Ben Morgan’s Pacific Update – A simple explanation of this week’s military and political developments in the Pacific


South China Sea, a multi-national response to Chinese aggression

On 7 April, Australia, Japan and the United States started a ‘Maritime Cooperative Activity’ in the South China Sea.  ‘Maritime Cooperative Activity’ is military-diplomatic double-speak and means that the partner nations are conducting a demonstration of capability and resolve by deploying ships and planes into the area. The aim being to deter Chinese aggression by demonstrating that between them these nations have the naval capability to over-match China; and further that they have the resolve to do so in support of Philippines.

This activity provides an opportunity to practice inter-operability and to familiarise personnel with joint operations and with local conditions. 

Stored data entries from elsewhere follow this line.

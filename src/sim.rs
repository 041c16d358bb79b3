//! Headless random-play runner.
//!
//! Plays an optional scripted opening, then uniformly random legal moves,
//! through the public [`GameState`] API.
//! Useful as a smoke test for the engine and for eyeballing score
//! distributions; it is not meant to play well.

use std::collections::BTreeMap;

use rand::seq::SliceRandom;
use rand::{rngs::StdRng, Rng, SeedableRng};
use rayon::prelude::*;
use serde::{Deserialize, Serialize};
use tracing::debug;

use crate::engine::{Board, Move};
use crate::game::GameState;

#[derive(Debug, Clone, PartialEq, Eq, Serialize, Deserialize)]
pub struct GameSummary {
    pub seed: u64,
    pub score: u64,
    pub highest_tile: u32,
    pub moves: u32,
    /// Reached game over (as opposed to hitting the move cap).
    pub finished: bool,
    pub board: Board,
}

#[derive(Debug, Clone, PartialEq, Serialize, Deserialize)]
pub struct SimReport {
    pub games: usize,
    pub mean_score: f64,
    pub max_score: u64,
    pub mean_moves: f64,
    /// Highest tile reached -> number of games.
    pub highest_tiles: BTreeMap<u32, usize>,
}

impl SimReport {
    pub fn from_summaries(summaries: &[GameSummary]) -> Self {
        let games = summaries.len();
        let denom = games.max(1) as f64;
        let mut highest_tiles = BTreeMap::new();
        for s in summaries {
            *highest_tiles.entry(s.highest_tile).or_insert(0) += 1;
        }
        SimReport {
            games,
            mean_score: summaries.iter().map(|s| s.score as f64).sum::<f64>() / denom,
            max_score: summaries.iter().map(|s| s.score).max().unwrap_or(0),
            mean_moves: summaries.iter().map(|s| s.moves as f64).sum::<f64>() / denom,
            highest_tiles,
        }
    }
}

/// Play `opening` in order, then random legal moves, from a fresh game until
/// game over or `max_moves` effective moves.
///
/// Blocked opening moves are no-ops, exactly as for a player.
pub fn play_random<R: Rng + ?Sized>(rng: &mut R, opening: &[Move], max_moves: Option<u32>) -> GameState {
    let mut state = GameState::new(rng);
    for &dir in opening {
        if state.is_over() || max_moves.is_some_and(|cap| state.moves >= cap) {
            return state;
        }
        state = state.step(dir, rng).state;
    }
    while !state.is_over() {
        if max_moves.is_some_and(|cap| state.moves >= cap) {
            break;
        }
        let legal = state.board.legal_moves();
        let Some(&dir) = legal.choose(rng) else { break };
        state = state.step(dir, rng).state;
    }
    state
}

/// One reproducible game from `seed`.
pub fn simulate_game(seed: u64, opening: &[Move], max_moves: Option<u32>) -> GameSummary {
    let mut rng = StdRng::seed_from_u64(seed);
    let state = play_random(&mut rng, opening, max_moves);
    debug!(seed, score = state.score, moves = state.moves, "simulated game");
    GameSummary {
        seed,
        score: state.score,
        highest_tile: state.board.highest_tile(),
        moves: state.moves,
        finished: state.is_over(),
        board: state.board,
    }
}

/// Run `games` independent games in parallel; game `i` uses seed `seed + i`.
///
/// `on_done` is called from worker threads as each game finishes. Results
/// come back in seed order regardless of completion order.
pub fn simulate_many<F>(games: u64, seed: u64, opening: &[Move], max_moves: Option<u32>, on_done: F) -> Vec<GameSummary>
where
    F: Fn(&GameSummary) + Sync,
{
    (0..games)
        .into_par_iter()
        .map(|i| {
            let summary = simulate_game(seed.wrapping_add(i), opening, max_moves);
            on_done(&summary);
            summary
        })
        .collect()
}

#[cfg(test)]
mod tests {
    use super::*;
    use std::sync::atomic::{AtomicUsize, Ordering};

    #[test]
    fn random_game_runs_to_completion() {
        let s = simulate_game(42, &[], None);
        assert!(s.finished);
        assert!(s.moves > 0);
        assert!(s.highest_tile >= 4);
        assert!(s.score > 0);
    }

    #[test]
    fn simulate_game_is_deterministic() {
        assert_eq!(simulate_game(1234, &[], None), simulate_game(1234, &[], None));
    }

    #[test]
    fn move_cap_is_respected() {
        let s = simulate_game(5, &[], Some(3));
        assert_eq!(s.moves, 3);
        assert!(!s.finished);
    }

    #[test]
    fn simulate_many_matches_sequential() {
        let calls = AtomicUsize::new(0);
        let par = simulate_many(8, 100, &[], Some(200), |_| {
            calls.fetch_add(1, Ordering::Relaxed);
        });
        assert_eq!(calls.load(Ordering::Relaxed), 8);
        let seq: Vec<GameSummary> = (0..8).map(|i| simulate_game(100 + i, &[], Some(200))).collect();
        assert_eq!(par, seq);
    }

    #[test]
    fn opening_is_played_before_random_moves() {
        let opening = [Move::Left, Move::Left, Move::Up, Move::Right];

        // Fresh game plus the opening, by hand.
        let mut rng = StdRng::seed_from_u64(17);
        let mut expected = GameState::new(&mut rng);
        for &dir in &opening {
            expected = expected.step(dir, &mut rng).state;
        }
        assert!(expected.moves > 0);

        // Capping at the opening's effective moves leaves no room for random play.
        let mut rng = StdRng::seed_from_u64(17);
        let played = play_random(&mut rng, &opening, Some(expected.moves));
        assert_eq!(played, expected);
    }

    #[test]
    fn summary_carries_final_board() {
        let s = simulate_game(9, &[], None);
        assert!(s.board.is_terminal());
        assert_eq!(s.board.highest_tile(), s.highest_tile);
        let json = serde_json::to_value(&s).unwrap();
        assert_eq!(json["board"].as_array().map(|rows| rows.len()), Some(4));
        let back: GameSummary = serde_json::from_value(json).unwrap();
        assert_eq!(back, s);
    }

    #[test]
    fn report_aggregates() {
        let summaries = vec![
            GameSummary { seed: 0, score: 100, highest_tile: 64, moves: 50, finished: true, board: Board::EMPTY },
            GameSummary { seed: 1, score: 300, highest_tile: 128, moves: 150, finished: true, board: Board::EMPTY },
            GameSummary { seed: 2, score: 200, highest_tile: 64, moves: 100, finished: false, board: Board::EMPTY },
        ];
        let r = SimReport::from_summaries(&summaries);
        assert_eq!(r.games, 3);
        assert_eq!(r.max_score, 300);
        assert!((r.mean_score - 200.0).abs() < 1e-9);
        assert!((r.mean_moves - 100.0).abs() < 1e-9);
        assert_eq!(r.highest_tiles.get(&64), Some(&2));
        assert_eq!(r.highest_tiles.get(&128), Some(&1));

        let empty = SimReport::from_summaries(&[]);
        assert_eq!(empty.games, 0);
        assert_eq!(empty.mean_score, 0.0);
    }
}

The nations issued a joint statement that says “We (US, Australia and Japan) stand with all nations in safeguarding the international order – based on the rule of law – that is the foundation for a peaceful and stable Indo-Pacific region. Our four nations reaffirm the position regarding the 2016 South China Sea Arbitral Tribunal Award as a final and legally binding decision on the parties to the dispute.”  And, US Secretary of Defence, Lloyd Austin, Australian Defence Minister, Richard Marles and Japanese Defence Minister Kihara Minora all made individual statements supporting the response.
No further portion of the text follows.